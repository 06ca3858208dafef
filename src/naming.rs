//! Display names for machine and experiment tags.
//!
//! Result files carry short tags (`m3.large`, `weave`); plots may want
//! friendlier legend text. The overlay is a JSON object with two optional
//! maps:
//!
//! ```json
//! { "machines": { "m3.large": "AWS m3.large" }, "experiments": { "bare": "Bare metal" } }
//! ```
//!
//! A tag without an entry is shown as-is.

use crate::error::Result;
use serde::{Deserialize, Serialize};
use std::collections::HashMap;
use std::path::Path;
use tracing::debug;

#[derive(Debug, Clone, Default, PartialEq, Serialize, Deserialize)]
pub struct Naming {
    #[serde(default)]
    pub machines: HashMap<String, String>,
    #[serde(default)]
    pub experiments: HashMap<String, String>,
}

impl Naming {
    pub fn from_json(json: &str) -> Result<Self> {
        Ok(serde_json::from_str(json)?)
    }

    pub fn load(path: &Path) -> Result<Self> {
        let naming = Self::from_json(&std::fs::read_to_string(path)?)?;
        debug!(
            "Loaded naming overlay {:?} ({} machines, {} experiments)",
            path,
            naming.machines.len(),
            naming.experiments.len()
        );
        Ok(naming)
    }

    pub fn machine<'a>(&'a self, key: &'a str) -> &'a str {
        self.machines.get(key).map(String::as_str).unwrap_or(key)
    }

    pub fn experiment<'a>(&'a self, key: &'a str) -> &'a str {
        self.experiments.get(key).map(String::as_str).unwrap_or(key)
    }

    /// Legend text of a series, `"<experiment> on <machine>"`
    pub fn series_name(&self, experiment: &str, machine: &str) -> String {
        format!("{} on {}", self.experiment(experiment), self.machine(machine))
    }
}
★ ★ ★ ★ ★ ★ ★
__What this task involves__. A single number is the whole answer: please count how many lines of the records above include the string "Serialize".

__Answer box__. 2